Have you seen it in my eyes, how I glisten as you talk or how my cheeks blush when you look at me?
I have never felt this wonderful ever since you came, to live in this world full of woe and tears but to be with you for a hundred more years and that I wouldn't mind.
The smell of cigarettes stays on your polo shirt, I never thought I'll enjoy the smell of nicotine in my nose. I felt high, I want to sniff every inch of you from your shoulders to your neck and even your scar that is beautifully scarred.
I want to play with your fingertips, touch each finger and intertwine mine with yours. I want to hold your hand and smell the nicotine in between your two fingers. I want to inhale the awful smell of nicotine in your mouth and kiss your lips.
Kiss me while you smoke your cigarettes let me feel the warmth in your body and let me die for you.

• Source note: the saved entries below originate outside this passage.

// race.rs: drives a field of participants through start/pause/reset

use crate::participant::RaceParticipant;
use std::sync::Arc;
use tokio::task::JoinHandle;

/// Where the race currently stands. This lives on the controller, not the
/// participants: a participant only knows its counter, and "paused" means
/// nothing more than no run task being alive for it.
#[derive(Debug, Clone, Copy, PartialEq, Eq)]
pub enum RacePhase {
    Idle,
    Running,
    Paused,
    Finished,
}

/// Owns the participants and one cancellable run task per participant.
/// The task handles are re-created on every start; the counters live in the
/// participants and survive across pause cycles.
pub struct RaceController {
    participants: Vec<Arc<RaceParticipant>>,
    runs: Vec<JoinHandle<()>>,
    phase: RacePhase,
}

impl RaceController {
    pub fn new(participants: Vec<Arc<RaceParticipant>>) -> Self {
        Self {
            participants,
            runs: Vec::new(),
            phase: RacePhase::Idle,
        }
    }

    pub fn participants(&self) -> &[Arc<RaceParticipant>] {
        &self.participants
    }

    pub fn phase(&self) -> RacePhase {
        self.phase
    }

    /// Spawns one run task per participant. Each participant resumes from
    /// whatever its counter already holds, which is what turns a later
    /// start into a resume.
    pub fn start(&mut self) {
        if self.phase == RacePhase::Running {
            return;
        }
        self.runs = self
            .participants
            .iter()
            .map(|participant| {
                let participant = Arc::clone(participant);
                tokio::spawn(async move { participant.run().await })
            })
            .collect();
        tracing::debug!(racers = self.participants.len(), "race started");
        self.phase = RacePhase::Running;
    }

    /// Aborts every run task and waits for each to wind down, so that by the
    /// time this returns nothing is left mutating a counter. The cancelled
    /// outcome is observed per participant rather than swallowed; a run that
    /// crossed the finish line before the abort landed joins normally.
    pub async fn pause(&mut self) {
        if self.phase != RacePhase::Running {
            return;
        }
        for (participant, run) in self.participants.iter().zip(self.runs.drain(..)) {
            run.abort();
            match run.await {
                Ok(()) => {}
                Err(err) if err.is_cancelled() => {
                    tracing::debug!(
                        name = %participant.name(),
                        progress = participant.current_progress(),
                        "run cancelled"
                    );
                }
                Err(err) => {
                    tracing::warn!(name = %participant.name(), error = %err, "run task failed");
                }
            }
        }
        self.phase = RacePhase::Paused;
    }

    /// Start/pause toggle backing the space key.
    pub async fn toggle(&mut self) {
        match self.phase {
            RacePhase::Running => self.pause().await,
            RacePhase::Finished => {}
            RacePhase::Idle | RacePhase::Paused => self.start(),
        }
    }

    /// Joins the run tasks once they have all completed on their own and
    /// moves the race to `Finished`. Called from the render tick; a cheap
    /// no-op until the whole field is done.
    pub async fn reap_finished(&mut self) {
        if self.phase != RacePhase::Running || self.runs.iter().any(|run| !run.is_finished()) {
            return;
        }
        for (participant, run) in self.participants.iter().zip(self.runs.drain(..)) {
            if let Err(err) = run.await {
                tracing::warn!(name = %participant.name(), error = %err, "run task failed");
            }
        }
        tracing::debug!("race finished");
        self.phase = RacePhase::Finished;
    }

    /// Cancels any in-flight race and puts every participant back on the
    /// starting line.
    pub async fn reset(&mut self) {
        self.pause().await;
        for participant in &self.participants {
            participant.reset();
        }
        self.phase = RacePhase::Idle;
    }
}

#[cfg(test)]
mod tests {
    use super::*;
    use crate::participant::ParticipantConfig;
    use std::time::Duration;
    use tokio::time;

    fn field(count: usize, config: ParticipantConfig) -> Vec<Arc<RaceParticipant>> {
        (1..=count)
            .map(|i| {
                Arc::new(RaceParticipant::new(format!("Racer {i}"), config.clone()).unwrap())
            })
            .collect()
    }

    async fn tick(delay: Duration, times: u32) {
        for _ in 0..times {
            time::advance(delay).await;
            tokio::task::yield_now().await;
        }
    }

    #[tokio::test(start_paused = true)]
    async fn pause_preserves_progress_and_stops_advancement() {
        let delay = Duration::from_millis(500);
        let mut race = RaceController::new(field(2, ParticipantConfig::default()));
        race.start();
        tokio::task::yield_now().await;
        tick(delay, 5).await;

        race.pause().await;
        assert_eq!(race.phase(), RacePhase::Paused);
        for participant in race.participants() {
            assert_eq!(participant.current_progress(), 5);
        }

        // time passing while paused moves nobody
        tick(delay, 3).await;
        for participant in race.participants() {
            assert_eq!(participant.current_progress(), 5);
        }
    }

    #[tokio::test(start_paused = true)]
    async fn toggle_resumes_from_the_pause_point() {
        let delay = Duration::from_millis(500);
        let mut race = RaceController::new(field(2, ParticipantConfig::default()));
        race.toggle().await;
        tokio::task::yield_now().await;
        tick(delay, 5).await;
        race.toggle().await;

        race.toggle().await;
        tokio::task::yield_now().await;
        tick(delay, 5).await;
        race.pause().await;

        for participant in race.participants() {
            assert_eq!(participant.current_progress(), 10);
        }
    }

    #[tokio::test(start_paused = true)]
    async fn whole_field_finishing_moves_race_to_finished() {
        let config = ParticipantConfig {
            max_progress: 3,
            ..ParticipantConfig::default()
        };
        let mut race = RaceController::new(field(2, config.clone()));
        race.start();
        tokio::task::yield_now().await;
        tick(config.progress_delay, 3).await;

        race.reap_finished().await;
        assert_eq!(race.phase(), RacePhase::Finished);
        for participant in race.participants() {
            assert!(participant.is_finished());
        }

        // toggling a finished race is a no-op
        race.toggle().await;
        assert_eq!(race.phase(), RacePhase::Finished);
    }

    #[tokio::test(start_paused = true)]
    async fn reset_returns_the_field_to_the_starting_line() {
        let delay = Duration::from_millis(500);
        let mut race = RaceController::new(field(3, ParticipantConfig::default()));
        race.start();
        tokio::task::yield_now().await;
        tick(delay, 4).await;

        race.reset().await;
        assert_eq!(race.phase(), RacePhase::Idle);
        for participant in race.participants() {
            assert_eq!(participant.current_progress(), 0);
        }
    }
}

Let me have a toxic life with you, let me be intoxicated by you, let me inhale all of the nicotine inside your lungs and let it be in my system. Let me die, let my lungs rot and be tarred with nicotine just let me die with you for I live for you.
Every day you look dreaded just like the dead but when I have no more will to love, I just look at you and I gain more strength to be alive and to love again and again because who wouldn't love a calm, modest and sweet man like you?
Why did it take so long to find somebody like you? Why did it take me over a year to finally see you?
And now you're a part of me, a part that I breathe that even if my lungs rot from the nicotine I've inhaled my heart still beats for you from a thousand miles. You're a part of me that I crave, I crave your touch and your kiss. I crave your presence and I crave your love.
How do I tell you that I want you too?